Congrats on having a server that could handle it.
Didn't even feel a thing


----------



## drain (May 30, 2020)

we are growing, daddy!


----------



## 419 (May 30, 2020)

ok based


----------



## Mediocre (May 30, 2020)

How's the new server holding up? If the growth continues how much life do you think it has?


----------



## Spawn (May 30, 2020)




----------



## #zzz (May 30, 2020)

DrainRedRain said:


> we are growing, daddy!



I expect the KF smear pieces to come soon.


----------



## Stafford Beer Bong (May 30, 2020)

This is the last place online you can find anything resembling the unvarnished truth and honest opinions. If this place goes, I’m done with the internet.


----------



## break these cuffs (May 30, 2020)

#zzz said:


> I expect the KF smear pieces to come soon.

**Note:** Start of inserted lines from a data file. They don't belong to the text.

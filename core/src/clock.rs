//! Time source used by the tracker and the services.

use std::sync::{Mutex, PoisonError};

use chrono::{DateTime, Duration, Utc};

/// Supplies the current instant.
pub trait Clock: std::fmt::Debug + Send + Sync {
    fn now(&self) -> DateTime<Utc>;
}

/// The system wall clock.
#[derive(Debug, Clone, Copy, Default)]
pub struct SystemClock;

impl Clock for SystemClock {
    fn now(&self) -> DateTime<Utc> {
        Utc::now()
    }
}

/// A clock that only moves when told to.
#[derive(Debug)]
pub struct ManualClock {
    now: Mutex<DateTime<Utc>>,
}

impl ManualClock {
    pub fn new(start: DateTime<Utc>) -> Self {
        Self {
            now: Mutex::new(start),
        }
    }

    pub fn set(&self, instant: DateTime<Utc>) {
        *self.now.lock().unwrap_or_else(PoisonError::into_inner) = instant;
    }

    pub fn advance(&self, by: Duration) {
        let mut now = self.now.lock().unwrap_or_else(PoisonError::into_inner);
        *now = *now + by;
    }
}

impl Clock for ManualClock {
    fn now(&self) -> DateTime<Utc> {
        *self.now.lock().unwrap_or_else(PoisonError::into_inner)
    }
}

The come out every time KF hits the mainstream for whatever reason.


----------



## Get_your_kicks_with_30-06 (May 30, 2020)

Shout out to everyone in the Minneapolis Riot thread for giving the best news and the best hot takes on the riots.   

People doing God's work in that thread!


----------



## Army Burger (May 30, 2020)

#zzz said:


> I expect the KF smear pieces to come soon.


Bruh they've been around for a while


----------



## Sexy Senior Citizen (May 30, 2020)

Of course it was. With social media and the news relentlessly censoring the riots (sorry, _"the largely peaceful protests"_) and the President, people will look for information anywhere they can find it. The Farms has a reputation for irreverent mockery, yes, but mockery _based on information we have independently discovered and verified_. Let that sink in: the Kiwi Farms is a more reputable source of information that the mainstream media.
Maybe random.txt is right. Maybe we should start an investigative journalism side business.


----------



## ducktales4gameboy (May 30, 2020)

If KF ever goes down I really hope we get an anonymized dump of the posts/threads. Too many forums just disappear into the ether and future generations need to be able to appreciate Terry Davis, Yaniv, etc in context.


----------



## Lone MacReady (May 30, 2020)

It's going in the opposite direction of the US economy!


----------



## Puck (May 30, 2020)

It's crazy to think that the bump in traffic to a drama site was driven by actual news and not leaks of some lolcows junk


----------



## Computer Guardian (May 30, 2020)

Nice job, i doubt trump's going to notice the farms and do something about it since the most popular thread was about him.


----------



## Inquisitor_BadAss (May 30, 2020)

TuxedGieco said:


> Nice job, i doubt trump's going to notice the farms and do something about it since the most popular thread was about him.



Very good site, very fine people.


----------



## Burd Turglar (May 30, 2020)

Thank god! Some frog told me the other day that this site had no use and was awful.


----------



## An Ghost (May 30, 2020)

thank dear leader for the highlighted post feature. helps in the riot thread. it's 400 pages in a few days.


----------



## thegooddoctor (May 30, 2020)

How Ironic that the very thing that shoots *this* sites popularity into the stratosphere is the explosion of yet another  left wing riot about a genuinely serious Issue if Police Brutality Against a Ethnic Minority. Rather than a huge new update about Amberlyn, DSP, Tooter, ADF,, Zoophiles Drama, OPL, Or any other of the Dozen or So Big Lolcows this Site is Founded upon documenting and shitposting about their Fuck ups.


----------



## whatever I feel like (May 30, 2020)

Wow, the hack took out a fourth of the userbase.


----------



## The Un-Clit (May 30, 2020)

Sammy said:


> This.
> There's a _whole_ hell of lot of the farms I disagree with, but a world where the only message is large corporation's carefully sterilized message online is a nightmare.  Its a black joke that this change would come by vector of said large corporations protecting themselves from civil liability, while the opportunity for enforced propaganda angle just becomes a strange benefit.  The death of the Farms would be a symptom of a much larger problem, and I've had some good times here, it'd be sad for that to come to pass.
> 
> This shit stinks.  I really hope these political fucks lolcalmdown and its all saber rattling before they make the internet go full Disney(TM) on us.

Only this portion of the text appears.